An example of a check that might require freshness checking might be one that reports the status of your nightly backup jobs. Perhaps you have a external script that submit the results of the backup job to Shinken once the backup is completed. In this case, all of the checks/results for the service are provided by an external application using passive checks. In order to ensure that the status of the backup job gets reported every day, you may want to enable freshness checking for the check. If the external script doesn't submit the results of the backup job, you can have Shinken fake a critical result by doing something like this.

Here's what the definition for the check looks like:

PropertyValueNote
DescriptionBackup Job 
Active checks enabledFalseActive checks are NOT enabled
Passive checks enabledTruePassive checks are enabled (this is how results are reported)
Check freshnessTrue 
Freshness threshold93600 26 hour threshold, since backups may not always finish at the same time
Check commandno-backup-reportThis command is run only if the service results are “stale"


Notice that active checks are disabled.
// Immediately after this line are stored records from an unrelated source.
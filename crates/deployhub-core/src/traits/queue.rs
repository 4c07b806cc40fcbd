//! Durable FIFO task queue trait.

use std::time::Duration;

use async_trait::async_trait;

use crate::result::AppResult;

/// A named-list FIFO queue (producer appends at the tail, consumer pops the
/// head).
///
/// Payloads are opaque strings (JSON in practice). Implementations are
/// responsible for key prefixing.
#[async_trait]
pub trait TaskQueue: Send + Sync + std::fmt::Debug + 'static {
    /// Return the provider type name (e.g. `"redis"`, `"memory"`).
    fn provider_type(&self) -> &str;

    /// Append a payload to the tail of `queue`.
    async fn push(&self, queue: &str, payload: &str) -> AppResult<()>;

    /// Pop the head of `queue`, waiting up to `timeout` for an item.
    ///
    /// Returns `Ok(None)` when the timeout elapses with the queue empty.
    async fn pop(&self, queue: &str, timeout: Duration) -> AppResult<Option<String>>;

    /// Number of payloads currently waiting in `queue`.
    async fn len(&self, queue: &str) -> AppResult<u64>;

    /// Check that the backend is reachable.
    async fn health_check(&self) -> AppResult<bool>;

    /// Serialize `value` as JSON and push it.
    async fn push_json<T: serde::Serialize + Send + Sync>(
        &self,
        queue: &str,
        value: &T,
    ) -> AppResult<()>
    where
        Self: Sized,
    {
        let json = serde_json::to_string(value)?;
        self.push(queue, &json).await
    }
}
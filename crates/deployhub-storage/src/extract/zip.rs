//! Zip decoding.

use std::fs;
use std::io::{Read, Seek};
use std::path::Path;

use zip::ZipArchive;

use super::{Budget, ExtractError, ExtractLimits, entry_target};

/// Extract a zip archive. Zip needs random access, so `reader` must be
/// seekable (the engine buffers uploads to a temp file first).
pub fn extract_zip(
    reader: impl Read + Seek,
    dest: &Path,
    limits: ExtractLimits,
) -> Result<(), ExtractError> {
    let mut archive = ZipArchive::new(reader)?;

    if archive.len() > limits.max_entries {
        return Err(ExtractError::TooManyEntries {
            limit: limits.max_entries,
        });
    }

    let mut budget = Budget::new(limits);
    for i in 0..archive.len() {
        let mut zip_file = archive.by_index(i)?;
        budget.admit_entry()?;

        let enclosed = zip_file
            .enclosed_name()
            .ok_or_else(|| ExtractError::PathTraversal {
                entry: zip_file.name().to_string(),
            })?;
        let Some(out_path) = entry_target(dest, &enclosed)? else {
            continue;
        };

        if zip_file.is_dir() {
            fs::create_dir_all(&out_path)?;
        } else {
            budget.write_file(&mut zip_file, &out_path)?;
        }
    }

    Ok(())
}
//! Deployment upload and read handlers.

use axum::Json;
use axum::body::Bytes;
use axum::extract::multipart::{Field, MultipartError};
use axum::extract::{Multipart, Path, Query, State};
use axum::http::StatusCode;

use deployhub_core::error::AppError;
use deployhub_core::result::AppResult;
use deployhub_core::traits::storage::bytes_stream;
use deployhub_core::types::{DeploymentId, PageResponse, ProjectId};
use deployhub_entity::deployment::Deployment;
use deployhub_service::UploadParams;
use deployhub_service::validation::validate;

use crate::dto::request::DeploymentListQuery;
use crate::dto::response::ApiResponse;
use crate::error::ApiResult;
use crate::extractors::{PaginationParams, parse_id};
use crate::state::AppState;

/// Archive name used when the file part carries no file name.
const DEFAULT_ARCHIVE_NAME: &str = "upload.zip";

/// POST /api/deployments/upload
///
/// Multipart fields: `project_id`, `hash` (or `content_hash`),
/// optional `entry_path` and `ttl_days`, and the `file` part.
pub async fn upload(
    State(state): State<AppState>,
    mut multipart: Multipart,
) -> ApiResult<(StatusCode, Json<ApiResponse<Deployment>>)> {
    let mut project_id: Option<ProjectId> = None;
    let mut content_hash: Option<String> = None;
    let mut entry_path: Option<String> = None;
    let mut ttl_days: Option<u32> = None;
    let mut archive: Option<(String, Bytes)> = None;

    while let Some(field) = multipart.next_field().await.map_err(multipart_error)? {
        let name = field.name().unwrap_or_default().to_string();
        match name.as_str() {
            "project_id" => project_id = Some(parse_id(text(field).await?.trim())?),
            "hash" | "content_hash" => content_hash = Some(text(field).await?.trim().to_string()),
            "entry_path" => entry_path = Some(text(field).await?),
            "ttl_days" => {
                let raw = text(field).await?;
                ttl_days = Some(raw.trim().parse().map_err(|_| {
                    AppError::validation(format!("Invalid ttl_days '{raw}'"))
                })?);
            }
            "file" => {
                let file_name = field
                    .file_name()
                    .filter(|n| !n.trim().is_empty())
                    .unwrap_or(DEFAULT_ARCHIVE_NAME)
                    .to_string();
                let data = field.bytes().await.map_err(multipart_error)?;
                archive = Some((file_name, data));
            }
            _ => {}
        }
    }

    let project_id = project_id.ok_or_else(|| AppError::validation("project_id is required"))?;
    let content_hash = content_hash.ok_or_else(|| AppError::validation("hash is required"))?;
    let (archive_name, data) = archive.ok_or_else(|| AppError::validation("file is required"))?;

    let deployment = state
        .deployment_service
        .upload(
            UploadParams {
                project_id,
                content_hash,
                entry_path,
                archive_name,
                ttl_days,
            },
            bytes_stream(data),
        )
        .await?;

    Ok((StatusCode::CREATED, Json(ApiResponse::ok(deployment))))
}

/// GET /api/deployments
pub async fn list(
    State(state): State<AppState>,
    Query(query): Query<DeploymentListQuery>,
    Query(page): Query<PaginationParams>,
) -> ApiResult<Json<ApiResponse<PageResponse<Deployment>>>> {
    validate(&query)?;
    let filter = query.into_filter()?;
    let result = state
        .deployment_service
        .list(&filter, page.into_page_request())
        .await?;
    Ok(Json(ApiResponse::ok(result)))
}

/// GET /api/deployments/{id}
pub async fn get(
    State(state): State<AppState>,
    Path(id): Path<String>,
) -> ApiResult<Json<ApiResponse<Deployment>>> {
    let id: DeploymentId = parse_id(&id)?;
    let deployment = state.deployment_service.get(id).await?;
    Ok(Json(ApiResponse::ok(deployment)))
}

async fn text(field: Field<'_>) -> AppResult<String> {
    field.text().await.map_err(multipart_error)
}

fn multipart_error(err: MultipartError) -> AppError {
    if err.status() == StatusCode::PAYLOAD_TOO_LARGE {
        AppError::payload_too_large(format!("Upload too large: {}", err.body_text()))
    } else {
        AppError::validation(format!("Malformed multipart body: {}", err.body_text()))
    }
}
This is because the results for the check are only made by an external application using passive checks. Freshness checking is enabled and the freshness threshold has been set to 26 hours. This is a bit longer than 24 hours because backup jobs sometimes run late from day to day (depending on how much data there is to backup, how much network traffic is present, etc.). The no-backup-report command is executed only if the results of the service are determined to be stale. The definition of the no-backup-report command might look like this...

PropertyValue
Nameno-backup-report
Command Line/var/lib/shinken/libexec/check_dummy 2 "CRITICAL: Results of backup job were not reported!"


If Shinken detects that the service results are stale, it will run the no-backup-report command as an active check. This causes the check_dummy plugin to be executed, which returns a critical state to Shinken. The check will then go into to a Critical state (if it isn't already there) and someone will probably get notified of the problem.